DIRECTIONS FOR THIS TASK.
Once the lines below holding the string "collect" are counted, give that number alone.

MATERIAL SUPPLIED.
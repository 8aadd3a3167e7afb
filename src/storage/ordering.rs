//! Ordering and range selection for stored events.
//!
//! The list always shows events soonest first. Ties on date fall back to the
//! title and then the identifier so repeated fetches return a stable order.

use super::models::EventRecord;
use crate::domain::DateRange;

/// Sorts records by date ascending, then title, then `event_id`.
///
/// # Examples
///
/// ```
/// use chrono::{Duration, Utc};
/// use eventdeck::storage::{sort_chronologically, EventRecord};
///
/// let now = Utc::now();
/// let mut records = vec![
///     EventRecord { event_id: "b".into(), title: "Later".into(), venue: String::new(),
///         city: String::new(), country: String::new(), date: now + Duration::days(2), created_at: 0 },
///     EventRecord { event_id: "a".into(), title: "Sooner".into(), venue: String::new(),
///         city: String::new(), country: String::new(), date: now, created_at: 0 },
/// ];
/// sort_chronologically(&mut records);
/// assert_eq!(records[0].event_id, "a");
/// ```
pub fn sort_chronologically(records: &mut [EventRecord]) {
    records.sort_by(|a, b| {
        a.date
            .cmp(&b.date)
            .then_with(|| a.title.cmp(&b.title))
            .then_with(|| a.event_id.cmp(&b.event_id))
    });
}

/// Returns the records that fall inside `range`, sorted chronologically.
#[must_use]
pub fn within_range<'a, I>(records: I, range: &DateRange) -> Vec<EventRecord>
where
    I: IntoIterator<Item = &'a EventRecord>,
{
    let mut selected: Vec<EventRecord> = records
        .into_iter()
        .filter(|record| range.contains(record.date))
        .cloned()
        .collect();
    sort_chronologically(&mut selected);
    selected
}

#[cfg(test)]
mod tests {
    use super::*;
    use chrono::{TimeZone, Utc};

    fn record(id: &str, title: &str, day: u32) -> EventRecord {
        EventRecord {
            event_id: id.to_string(),
            title: title.to_string(),
            venue: String::new(),
            city: String::new(),
            country: String::new(),
            date: Utc.with_ymd_and_hms(2026, 5, day, 12, 0, 0).unwrap(),
            created_at: 0,
        }
    }

    #[test]
    fn same_day_orders_by_title_then_id() {
        let mut records = vec![record("2", "Beta", 3), record("1", "Beta", 3), record("3", "Alpha", 3)];
        sort_chronologically(&mut records);
        let ids: Vec<_> = records.iter().map(|r| r.event_id.as_str()).collect();
        assert_eq!(ids, ["3", "1", "2"]);
    }

    #[test]
    fn within_range_drops_events_outside_window() {
        let records = vec![record("a", "A", 1), record("b", "B", 10), record("c", "C", 5)];
        let range = DateRange::new(
            Utc.with_ymd_and_hms(2026, 5, 2, 0, 0, 0).unwrap(),
            Utc.with_ymd_and_hms(2026, 5, 10, 0, 0, 0).unwrap(),
        );
        let selected = within_range(&records, &range);
        let ids: Vec<_> = selected.iter().map(|r| r.event_id.as_str()).collect();
        assert_eq!(ids, ["c"]);
    }
}
//! Top-level rendering entry points.
//!
//! ```text
//! EventListPresenter → compute_viewmodel → UIViewModel → components → ANSI output
//! Event + NavigationMode → compute_detail_viewmodel → DetailViewModel → detail
//! ```

use crate::app::modes::NavigationMode;
use crate::app::EventListPresenter;
use crate::domain::Event;
use crate::ui::components;
use crate::ui::theme::Theme;
use crate::ui::viewmodel::{DetailViewModel, FooterInfo};

/// Renders the event list to stdout.
pub fn render(presenter: &EventListPresenter, rows: usize, cols: usize) {
    let viewmodel = presenter.compute_viewmodel(rows, cols);
    components::render_list(&viewmodel, &presenter.theme, cols, rows);
}

/// Renders the detail surface for `event` to stdout.
pub fn render_detail(event: &Event, mode: NavigationMode, theme: &Theme, rows: usize, cols: usize) {
    let viewmodel = compute_detail_viewmodel(event, mode);
    components::render_detail(&viewmodel, theme, cols, rows);
}

/// Builds the detail view model for `event`.
#[must_use]
pub fn compute_detail_viewmodel(event: &Event, mode: NavigationMode) -> DetailViewModel {
    let keybindings = match mode {
        NavigationMode::View => "ESC: back  e: edit",
        NavigationMode::Edit => "ESC: back",
    };

    DetailViewModel {
        heading: mode.title().to_string(),
        fields: vec![
            ("Title".to_string(), event.title.clone()),
            ("Date".to_string(), event.date.format("%A %d %B %Y, %H:%M").to_string()),
            ("Venue".to_string(), event.venue.clone()),
            ("City".to_string(), event.city.clone()),
            ("Country".to_string(), event.country.clone()),
            ("Id".to_string(), event.event_id.clone()),
        ],
        footer: FooterInfo {
            keybindings: keybindings.to_string(),
        },
    }
}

PROBLEM SOLUTION.
3